'Pssst!'
Tara's head was already trying to process too much information. The physics problem her professor had just set could really wait until the weekend, but it had illicitly niggled its way into her mind, and wouldn't go away until an annoyingly catchy tune should happen by and take its place. Far more importantly, she had rashly promised Willow that she would cook something extra special for dinner tonight, and she had absolutely no idea how to make pasta and rice fit that description.
'Pssst! Tara!'
Tara simultaneously swung round to locate the small voice, and dropped her books.
'Oww!'
Tara knelt to collect her textbooks, her big, blue eyes widening in surprise.
'Anya? You're in a bush!'
The curly blonde head looked around fearfully from the sidewalk shrubbery, rubbing her head..
'Well, duh! You have to protect me. With your magic. You know, thing.'
Tara knelt by the hiding girl. 'What's the matter? Is someone after you?'
'Bunnies!' Anya spat.
Tara found she'd forgotten her physics problem.
'Ta-da!' Willow announced, throwing a sexy shape, as Tara came through the door. She was wearing just a cute orange crop-top and bikini panties, and looked for all the world like she about to launch into a cheer-leading routine. She frowned when she saw the perturbed look on her girlfriend's face.
'My lecture was cancelled,' she explained, 'I thought we could…'
'Hello Willow.' Anya announced from behind Tara.
Willow flushed bright red, and grabbed for her pants.
'Don't mind me,' Anya said brightly. 'I was just looking at your body. It's nice.'
'Say what?' Willow stuttered, flustered.
'It's quite like mine, but you have fatter thighs. I love bodies. They're so much fun. I'd like to have breasts like Tara's, though. I'm sure Xander would like me to have bigger breasts.'
'Xander would like Pammy Anderson to have bigger breasts.' Willow muttered. She shot Tara a 'what is she doing here?' look.

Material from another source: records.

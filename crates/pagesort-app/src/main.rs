// SPDX-License-Identifier: PMPL-1.0-or-later
// Copyright (c) 2026 Jonathan D.A. Jewell (hyperpolymath) <jonathan.jewell@open.ac.uk>
//
// Pagesort — keyword classification, ROI-first OCR, and document splitting
// for multi-document scanned PDFs.
//
// Entry point. Parses the command line, initialises logging, and dispatches to
// the batch runner or one of the inspection commands.

mod batch;
mod integrity;
mod report;

use std::fs::OpenOptions;
use std::path::{Path, PathBuf};
use std::process::ExitCode;
use std::sync::Mutex;

use clap::{Args, Parser, Subcommand, ValueEnum};
use pagesort_classify::PageClassifier;
use pagesort_core::error::{PagesortError, Result};
use pagesort_core::{PipelineConfig, ProfileTable};
use tracing::{error, info, warn};
use tracing_subscriber::EnvFilter;
use tracing_subscriber::prelude::*;

use batch::{BatchOptions, BatchOutcome, BatchRunner, OrientationSource, discover_pdfs};
use report::CsvSummary;

#[derive(Parser)]
#[command(name = "pagesort")]
#[command(version)]
#[command(about = "Classify the pages of scanned PDFs and split them into documents", long_about = None)]
struct Cli {
    /// Log at debug level (RUST_LOG takes precedence)
    #[arg(short, long, global = true)]
    verbose: bool,

    /// Also append plain-text logs to this file
    #[arg(long, value_name = "FILE", global = true)]
    log_file: Option<PathBuf>,

    #[command(subcommand)]
    command: Command,
}

#[derive(Subcommand)]
enum Command {
    /// Classify and split every PDF in a directory
    Run(RunArgs),

    /// Classify the contents of a text file and print the result as JSON
    Classify {
        #[arg(value_name = "TEXT_FILE")]
        text_file: PathBuf,

        /// Pipeline configuration (JSON)
        #[arg(short, long, value_name = "FILE", env = "PAGESORT_CONFIG")]
        config: Option<PathBuf>,

        /// Document type profiles (JSON); built-in table if omitted
        #[arg(long, value_name = "FILE", env = "PAGESORT_PROFILES")]
        profiles: Option<PathBuf>,
    },

    /// Print the active document type profiles as JSON
    Profiles {
        #[arg(long, value_name = "FILE", env = "PAGESORT_PROFILES")]
        profiles: Option<PathBuf>,
    },
}

/// OCR engine used for the header, footer and full-page passes.
#[derive(Clone, Copy, Debug, Default, PartialEq, Eq, ValueEnum)]
enum Engine {
    /// Pure-Rust ocrs models (`.rten`)
    #[cfg_attr(not(feature = "oar"), default)]
    Ocrs,
    /// PaddleOCR ONNX models through oar-ocr, scored per line
    #[cfg_attr(feature = "oar", default)]
    Oar,
}

#[derive(Args)]
struct RunArgs {
    /// Directory holding the scanned PDFs
    #[arg(value_name = "INPUT_DIR")]
    input: PathBuf,

    /// Directory for the split PDFs
    #[arg(short, long, value_name = "DIR", default_value = "output")]
    output: PathBuf,

    /// Directory for per-document reports
    #[arg(long, value_name = "DIR", default_value = "reports")]
    reports: PathBuf,

    /// Batch CSV summary [default: <REPORTS>/summary.csv]
    #[arg(long, value_name = "FILE")]
    summary: Option<PathBuf>,

    /// Pipeline configuration (JSON)
    #[arg(short, long, value_name = "FILE", env = "PAGESORT_CONFIG")]
    config: Option<PathBuf>,

    /// Document type profiles (JSON); built-in table if omitted
    #[arg(long, value_name = "FILE", env = "PAGESORT_PROFILES")]
    profiles: Option<PathBuf>,

    /// OCR engine
    #[arg(long, value_enum, default_value_t = Engine::default())]
    engine: Engine,

    /// Directory holding the OCR detection and recognition models
    #[arg(long, value_name = "DIR", env = "PAGESORT_MODELS")]
    models: Option<PathBuf>,

    /// Page orientation model (ONNX) [default: looked up in <MODELS>]
    #[arg(long, value_name = "FILE", env = "PAGESORT_ORIENTATION_MODEL")]
    orientation_model: Option<PathBuf>,

    /// PDFs processed concurrently (overrides the configuration)
    #[arg(short, long)]
    workers: Option<usize>,

    /// Always OCR the full page
    #[arg(long)]
    no_roi: bool,

    /// Write reports only, no split PDFs
    #[arg(long)]
    no_split: bool,
}

fn main() -> ExitCode {
    let cli = Cli::parse();

    if let Err(err) = init_logging(cli.verbose, cli.log_file.as_deref()) {
        eprintln!("pagesort: {err}");
        return ExitCode::FAILURE;
    }

    match execute(cli.command) {
        Ok(true) => ExitCode::SUCCESS,
        Ok(false) => ExitCode::FAILURE,
        Err(err) => {
            error!(%err, "pagesort failed");
            ExitCode::FAILURE
        }
    }
}

fn init_logging(verbose: bool, log_file: Option<&Path>) -> Result<()> {
    let default_level = if verbose { "debug" } else { "info" };
    let filter = EnvFilter::try_from_default_env().unwrap_or_else(|_| EnvFilter::new(default_level));

    let file_layer = match log_file {
        Some(path) => {
            let file = OpenOptions::new()
                .create(true)
                .append(true)
                .open(path)
                .map_err(|err| {
                    PagesortError::Config(format!("cannot open log file {}: {}", path.display(), err))
                })?;
            Some(
                tracing_subscriber::fmt::layer()
                    .with_ansi(false)
                    .with_writer(Mutex::new(file)),
            )
        }
        None => None,
    };

    tracing_subscriber::registry()
        .with(filter)
        .with(tracing_subscriber::fmt::layer().with_writer(std::io::stderr))
        .with(file_layer)
        .init();
    Ok(())
}

/// Returns whether the command fully succeeded.
fn execute(command: Command) -> Result<bool> {
    match command {
        Command::Run(args) => run(args),
        Command::Classify {
            text_file,
            config,
            profiles,
        } => {
            let config = load_config(config.as_deref())?;
            let profiles = load_profiles(profiles.as_deref())?;
            let text = std::fs::read_to_string(&text_file)?;
            let classification = PageClassifier::new(&profiles, &config).classify(&text);
            println!("{}", serde_json::to_string_pretty(&classification)?);
            Ok(true)
        }
        Command::Profiles { profiles } => {
            let profiles = load_profiles(profiles.as_deref())?;
            println!("{}", serde_json::to_string_pretty(&profiles)?);
            Ok(true)
        }
    }
}

fn run(args: RunArgs) -> Result<bool> {
    let mut config = load_config(args.config.as_deref())?;
    if let Some(workers) = args.workers {
        config.max_workers = workers;
    }
    if args.no_roi {
        config.enable_roi_ocr = false;
    }
    config.validate()?;

    let orientation =
        OrientationSource::resolve(args.orientation_model.as_deref(), args.models.as_deref());
    orientation.validate()?;

    let profiles = load_profiles(args.profiles.as_deref())?;
    let classifier = PageClassifier::new(&profiles, &config);
    info!(
        profiles = classifier.profile_count(),
        roi = config.enable_roi_ocr,
        workers = config.max_workers,
        engine = ?args.engine,
        orientation = ?orientation,
        "Pagesort starting"
    );
    if orientation == OrientationSource::Upright {
        warn!("No orientation model; pages are processed as scanned");
    }

    let pdfs = discover_pdfs(&args.input)?;
    if pdfs.is_empty() {
        warn!(input = %args.input.display(), "No PDF files found");
        return Ok(true);
    }

    let summary_path = args
        .summary
        .clone()
        .unwrap_or_else(|| args.reports.join("summary.csv"));
    let options = BatchOptions {
        output_dir: args.output,
        reports_dir: args.reports,
        split: !args.no_split,
    };

    let runner = BatchRunner::new(&config, &classifier, &options);
    let outcome = match args.engine {
        Engine::Ocrs => run_ocrs(&runner, &pdfs, args.models.as_deref(), &orientation)?,
        Engine::Oar => run_oar(&runner, &pdfs, args.models.as_deref(), &orientation)?,
    };
    outcome.log_summary();

    if !outcome.reports.is_empty() {
        CsvSummary::new(summary_path).append(&outcome.reports)?;
    }
    Ok(outcome.is_success())
}

#[cfg(feature = "ocr")]
fn run_ocrs(
    runner: &BatchRunner<'_>,
    pdfs: &[PathBuf],
    models: Option<&Path>,
    orientation: &OrientationSource,
) -> Result<BatchOutcome> {
    use pagesort_document::scan::{OcrConfig, OcrsRecognizer};

    let ocr = models.map(OcrConfig::from_dir).unwrap_or_default();
    ocr.validate()?;
    runner.run(pdfs, || OcrsRecognizer::new(&ocr), || orientation.build())
}

#[cfg(not(feature = "ocr"))]
fn run_ocrs(
    _runner: &BatchRunner<'_>,
    _pdfs: &[PathBuf],
    _models: Option<&Path>,
    _orientation: &OrientationSource,
) -> Result<BatchOutcome> {
    Err(PagesortError::OcrUnavailable("ocr"))
}

#[cfg(feature = "oar")]
fn run_oar(
    runner: &BatchRunner<'_>,
    pdfs: &[PathBuf],
    models: Option<&Path>,
    orientation: &OrientationSource,
) -> Result<BatchOutcome> {
    use pagesort_document::scan::{OarConfig, OarRecognizer};

    let dir = models.ok_or_else(|| {
        PagesortError::Config("the oar engine needs --models <DIR>".to_string())
    })?;
    let oar = OarConfig::from_dir(dir);
    oar.validate()?;
    runner.run(pdfs, || OarRecognizer::new(&oar), || orientation.build())
}

#[cfg(not(feature = "oar"))]
fn run_oar(
    _runner: &BatchRunner<'_>,
    _pdfs: &[PathBuf],
    _models: Option<&Path>,
    _orientation: &OrientationSource,
) -> Result<BatchOutcome> {
    Err(PagesortError::OcrUnavailable("oar"))
}

fn load_config(path: Option<&Path>) -> Result<PipelineConfig> {
    match path {
        Some(path) => PipelineConfig::load(path),
        None => Ok(PipelineConfig::default()),
    }
}

fn load_profiles(path: Option<&Path>) -> Result<ProfileTable> {
    match path {
        Some(path) => ProfileTable::load(path),
        None => Ok(ProfileTable::builtin()),
    }
}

Tara ushered Anya into the room. 'Anya thinks…um, is, being pursued by bunnies.'
'Bunnyheads.' Anya corrected.
Willow looked from one to another. 'Bunnyheads?'
Tara lowered her head in embarrassment. 'They're guys….'
'With rabbit's heads!' Anya finished adamantly.
Willow crossed her legs on the bed and grinned broadly. 'You guys!'
'Take me seriously!' Anya howled. 'Would I joke about bunnies?'
Willow bit her tongue. 'Why don't you tell me all about it, Anya?'
Anya looked nervously at Tara, who put a comforting arm around her shoulder.

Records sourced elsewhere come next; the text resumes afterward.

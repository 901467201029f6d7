// SPDX-License-Identifier: PMPL-1.0-or-later
// Copyright (c) 2026 Jonathan D.A. Jewell (hyperpolymath) <jonathan.jewell@open.ac.uk>
//
// Scanning pipeline — collaborator interfaces, blank page detection, orientation
// correction, the region-first OCR decision policy, and the engine-backed
// implementations: ocrs (feature `ocr`) and oar-ocr (feature `oar`).

pub mod blank;
pub mod orientation;
pub mod roi;
pub mod traits;

#[cfg(feature = "oar")]
pub mod oar;
#[cfg(feature = "ocr")]
pub mod ocr;

pub use blank::BlankDetector;
pub use orientation::{OrientationNormalizer, UprightClassifier};
pub use roi::{FallbackReason, RoiAcceptance, RoiDecision, RoiPolicy};
pub use traits::{ImageRotator, Orientation, OrientationClassifier, PageRenderer, TextRecognizer};

#[cfg(feature = "oar")]
pub use oar::{OarConfig, OarOrientationClassifier, OarRecognizer};
#[cfg(feature = "ocr")]
pub use ocr::{OcrConfig, OcrsRecognizer};
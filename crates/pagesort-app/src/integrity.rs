// SPDX-License-Identifier: PMPL-1.0-or-later
// Copyright (c) 2026 Jonathan D.A. Jewell (hyperpolymath) <jonathan.jewell@open.ac.uk>
//
// Source fingerprints — SHA-256 of each input PDF, recorded in its report so a
// classification can be matched to the exact scan it came from.

use std::path::Path;

use pagesort_core::error::Result;
use sha2::{Digest, Sha256};

/// Lowercase hex SHA-256 of `data`.
pub fn hash_bytes(data: &[u8]) -> String {
    let mut hasher = Sha256::new();
    hasher.update(data);
    hex::encode(hasher.finalize())
}

/// Lowercase hex SHA-256 of the file at `path`.
pub fn hash_file(path: &Path) -> Result<String> {
    let data = std::fs::read(path)?;
    Ok(hash_bytes(&data))
}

'Well, I was on my way to work this morning, because, of course, Xander was too busy to drive me, and there he was. Bold as you like!'
'A bunnyhead?'' Willow said faintly.
'A bunnyhead.' Tara confirmed, sadly.
'He had grey slacks, and a white shirt and a Riverdance cap.'
'Stylish.'
'Willow, be quiet, I'm talking. And do you know what he did?'
'Bit you?'
By the pained expression on Tara's face, she had already heard this story.
'He walked straight past me! Without so much as a by-your-leave.'
Anya went on to described to the two bemused witches how she had encountered another three of these bizarre creatures before jumping into the bush and hiding until Tara had happened along..
The two girls went into a huddle.
'So,' Tara said softly, 'Do you think she's gone mental?'
Willow looked concerned. 'This is Sunnydale. It's not beyond the pale that people's greatest fears should start to manifest.'
'Bunnyheads?'
'I guess it is kind of loony-toons.'
'I can hear you!' Anya piped up from the other side of the room.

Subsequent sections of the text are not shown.